One performance criterion that could be conveniently extracted from the data in Figure 6 is the time necessary for the steel slug to reach some specific temperature, such as 538 ºC for example.1 For the initial heating cycle of FRM A shown in Figure 6, approximately 105 min were required for the steel slug to achieve this temperature. For two subsequent heating cycles, these times were observed to be on the order of 110 min. These results suggest that most of the performance of this particular FRM is achieved via its "low" thermal conductivity and not via the contribution of significant endothermic reactions, as will be discussed in more detail when the computed thermal conductivity curves are presented below.
Figure 6-Temperature vs. time data for one heating/cooling cycle for FRM A specimens.
Equation (7) was applied to the data shown in Figure 6 and the computed thermal conductivity values for five different heating/cooling cycles are provided in Figure 7 in comparison to the previously measured values. One of the testing laboratories reported their results for thermal conductivity to be normally within ± 3 %.6 The first three heating cycles followed the furnace heating curve shown in Figure 6. For the fourth and fifth heating cycles, as outlined above, the furnace temperature was ramped to 600 ºC in 4 h and 16 h, respectively. The cooling curves for the third and fourth cycles are incomplete due to power outages that occurred during the course of these experimental runs. The computed thermal conductivity values agree with the values measured previously using either a hot wire6 (ASTM C11131) or a transient plane source (TPS) method7,13 to within 15 % for temperatures up to 600 ºC. The computed values at temperatures above 600 ºC for the first three heating cycles are clearly higher than those previously measured, which could be due to enhanced heat transfer by radiation in these highly porous fibrous materials14 sandwiched between the "radiating" exterior Inconel plates and the interior steel slug. It is observed that, after the initial transients, the data for the five different cooling curves are all quite similar, indicating that an equilibrium had been reached within the FRM with respect to reactions after the first heating cycle.

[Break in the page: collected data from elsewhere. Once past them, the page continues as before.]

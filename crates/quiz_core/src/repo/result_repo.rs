//! Quiz result repository contracts and SQLite implementation.
//!
//! # Responsibility
//! - Persist result snapshots together with the chosen answers.
//! - Reassign anonymous results to a newly registered account.
//!
//! # Invariants
//! - A result and its answer links are written in one transaction.
//! - Reassignment only touches rows with `user_id IS NULL`.

use crate::model::answer::AnswerId;
use crate::model::quiz::QuizId;
use crate::model::result::{NewQuizResult, QuizResult, QuizResultDetail, QuizResultId};
use crate::model::user::UserId;
use crate::repo::error::{map_write_error, RepoError, RepoResult};
use crate::repo::quiz_repo::{QuizRepository, SqliteQuizRepository};
use crate::repo::user_repo::{SqliteUserRepository, UserRepository};
use crate::repo::{in_transaction, parse_audit, parse_count};
use log::info;
use rusqlite::{params, Connection, Row};

const RESULT_SELECT_SQL: &str = "SELECT
    id,
    quiz_id,
    user_id,
    email,
    score,
    maximum_score,
    created_at,
    modified_at,
    creator_id,
    editor_id
FROM quiz_results";

/// Repository interface for quiz results.
pub trait ResultRepository {
    fn create_result(&self, result: &NewQuizResult) -> RepoResult<QuizResult>;
    fn get_result(&self, id: QuizResultId) -> RepoResult<Option<QuizResult>>;
    /// Result with quiz and taker, only when it belongs to the quiz with `slug`.
    fn get_result_detail(&self, slug: &str, id: QuizResultId)
        -> RepoResult<Option<QuizResultDetail>>;
    /// Results ordered by id, optionally restricted to one quiz.
    fn list_results(&self, quiz_id: Option<QuizId>) -> RepoResult<Vec<QuizResult>>;
    /// Number of results `user_id` has for `quiz_id`.
    fn count_taken(&self, user_id: UserId, quiz_id: QuizId) -> RepoResult<u32>;
    /// Points anonymous results recorded under `email` at `user_id`.
    ///
    /// Returns the number of reassigned results.
    fn assign_anonymous_results(&self, email: &str, user_id: UserId) -> RepoResult<usize>;
}

/// SQLite-backed result repository.
pub struct SqliteResultRepository<'conn> {
    conn: &'conn Connection,
}

impl<'conn> SqliteResultRepository<'conn> {
    pub fn new(conn: &'conn Connection) -> Self {
        Self { conn }
    }

    fn load_answer_ids(&self, result_id: QuizResultId) -> RepoResult<Vec<AnswerId>> {
        let mut stmt = self.conn.prepare(
            "SELECT answer_id
             FROM quiz_result_answers
             WHERE result_id = ?1
             ORDER BY answer_id ASC;",
        )?;
        let mut rows = stmt.query([result_id])?;
        let mut ids = Vec::new();
        while let Some(row) = rows.next()? {
            ids.push(row.get(0)?);
        }
        Ok(ids)
    }

    fn parse_with_answers(&self, row: &Row<'_>) -> RepoResult<QuizResult> {
        let mut result = parse_result_row(row)?;
        result.answer_ids = self.load_answer_ids(result.id)?;
        Ok(result)
    }
}

impl ResultRepository for SqliteResultRepository<'_> {
    fn create_result(&self, result: &NewQuizResult) -> RepoResult<QuizResult> {
        let id = in_transaction(self.conn, |conn| -> RepoResult<i64> {
            conn.execute(
                "INSERT INTO quiz_results (quiz_id, user_id, email, score, maximum_score)
                 VALUES (?1, ?2, ?3, ?4, ?5);",
                params![
                    result.quiz_id,
                    result.user_id,
                    result.email.as_str(),
                    result.score,
                    result.maximum_score,
                ],
            )
            .map_err(|err| {
                map_write_error(err, || {
                    format!("quiz {} or its taker does not exist", result.quiz_id)
                })
            })?;
            let id = conn.last_insert_rowid();

            for answer_id in &result.answer_ids {
                conn.execute(
                    "INSERT OR IGNORE INTO quiz_result_answers (result_id, answer_id) VALUES (?1, ?2);",
                    params![id, answer_id],
                )
                .map_err(|err| {
                    map_write_error(err, || format!("answer {answer_id} does not exist"))
                })?;
            }
            Ok(id)
        })?;

        info!(
            "event=result_create module=repo status=ok result_id={} quiz_id={} anonymous={} answers={}",
            id,
            result.quiz_id,
            result.user_id.is_none(),
            result.answer_ids.len()
        );

        self.get_result(id)?
            .ok_or(RepoError::NotFound { entity: "quiz result", id })
    }

    fn get_result(&self, id: QuizResultId) -> RepoResult<Option<QuizResult>> {
        let mut stmt = self
            .conn
            .prepare(&format!("{RESULT_SELECT_SQL} WHERE id = ?1;"))?;
        let mut rows = stmt.query([id])?;
        if let Some(row) = rows.next()? {
            return Ok(Some(self.parse_with_answers(row)?));
        }
        Ok(None)
    }

    fn get_result_detail(
        &self,
        slug: &str,
        id: QuizResultId,
    ) -> RepoResult<Option<QuizResultDetail>> {
        let Some(quiz) = SqliteQuizRepository::new(self.conn).get_quiz_by_slug(slug)? else {
            return Ok(None);
        };
        let Some(result) = self.get_result(id)? else {
            return Ok(None);
        };
        if result.quiz_id != quiz.id {
            return Ok(None);
        }

        let user = match result.user_id {
            Some(user_id) => SqliteUserRepository::new(self.conn).get_user(user_id)?,
            None => None,
        };
        Ok(Some(QuizResultDetail { result, quiz, user }))
    }

    fn list_results(&self, quiz_id: Option<QuizId>) -> RepoResult<Vec<QuizResult>> {
        let mut stmt = self.conn.prepare(&format!(
            "{RESULT_SELECT_SQL}
             WHERE (?1 IS NULL OR quiz_id = ?1)
             ORDER BY id ASC;"
        ))?;
        let mut rows = stmt.query([quiz_id])?;
        let mut results = Vec::new();
        while let Some(row) = rows.next()? {
            results.push(self.parse_with_answers(row)?);
        }
        Ok(results)
    }

    fn count_taken(&self, user_id: UserId, quiz_id: QuizId) -> RepoResult<u32> {
        let count: i64 = self.conn.query_row(
            "SELECT COUNT(*) FROM quiz_results WHERE user_id = ?1 AND quiz_id = ?2;",
            params![user_id, quiz_id],
            |row| row.get(0),
        )?;
        parse_count("quiz_results", "count", count)
    }

    fn assign_anonymous_results(&self, email: &str, user_id: UserId) -> RepoResult<usize> {
        let changed = self.conn.execute(
            "UPDATE quiz_results
             SET
                user_id = ?1,
                modified_at = (strftime('%s', 'now') * 1000)
             WHERE email = ?2
               AND user_id IS NULL;",
            params![user_id, email],
        )?;
        Ok(changed)
    }
}

fn parse_result_row(row: &Row<'_>) -> RepoResult<QuizResult> {
    Ok(QuizResult {
        id: row.get("id")?,
        quiz_id: row.get("quiz_id")?,
        user_id: row.get("user_id")?,
        email: row.get("email")?,
        answer_ids: Vec::new(),
        score: parse_count("quiz_results", "score", row.get("score")?)?,
        maximum_score: parse_count(
            "quiz_results",
            "maximum_score",
            row.get("maximum_score")?,
        )?,
        audit: parse_audit(row)?,
    })
}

A comparison of the heating curves is even more informative. The differences among the heating curves for the first and the two subsequent runs should be indicative of the reactions, etc. occurring in the FRM. In the data in Figure 7, two phenomena appear to be contributing to these differences. First, there is an endothermic contribution, most likely due to dehydration of the hydrated cement component of the FRM. This is indicated by the downward "peaks" in the first heating curve that fall below the nominal thermal conductivity values. These endothermic reactions should reduce the heat flow through the specimen and thus appear as a reduction in the "effective" thermal conductivity. In Figure 7, they are clearly present for mean temperatures between 300 ºC and 400 ºC. Interestly, prior to and beyond this range of temperatures, there appear to be several smaller exothermic peaks relative to the baseline curves. There are at least two possibilities for the cause of these apparent exotherms. One would be the presence of true exothermic reactions within the FRM, such as those that would be generally expected during the decomposition of any organic components within the material. The second (more likely) possibility is that this increase in effective thermal conductivity is due to the convection of superheated steam and gases created during the endothermic dehydration reactions. The particular FRMs evaluated in this preliminary study have a high porosity and a fairly open pore structure so that the steam produced during the dehydration reactions (and its accompanying energy) could be easily driven inward towards the stainless steel plate slug. This phenomenon would appear as an apparent increase in the effective thermal conductivity of the FRM material, and would likely only be present during the initial heating cycle. This same transport of steam/gas, or more specifically the lack thereof, is responsible for the often observed spalling of high-performance (low permeability) concrete during fire exposure.15
Figure 7-Effective thermal conductivity results for FRM A in comparison to measured data.6, 7
In Figure 7, it can be observed that by combining the effective thermal conductivity results produced during a complete heating/cooling cycle such as cycle #2, a much larger temperature range can be covered than that covered by an individual heating or cooling curve. This is due to the transient effects present both during the initial part of the heating curve and during the transition that occurs as the direction of heat flow is reversed during the cooling cycle. Much of the transient effect on heating was removed when the heating rate was slowed to either ≈150 ºC/h or ≈37.5 ºC/h, as illustrated by the results in Figure 7 for heating curves 4 and 5, respectively.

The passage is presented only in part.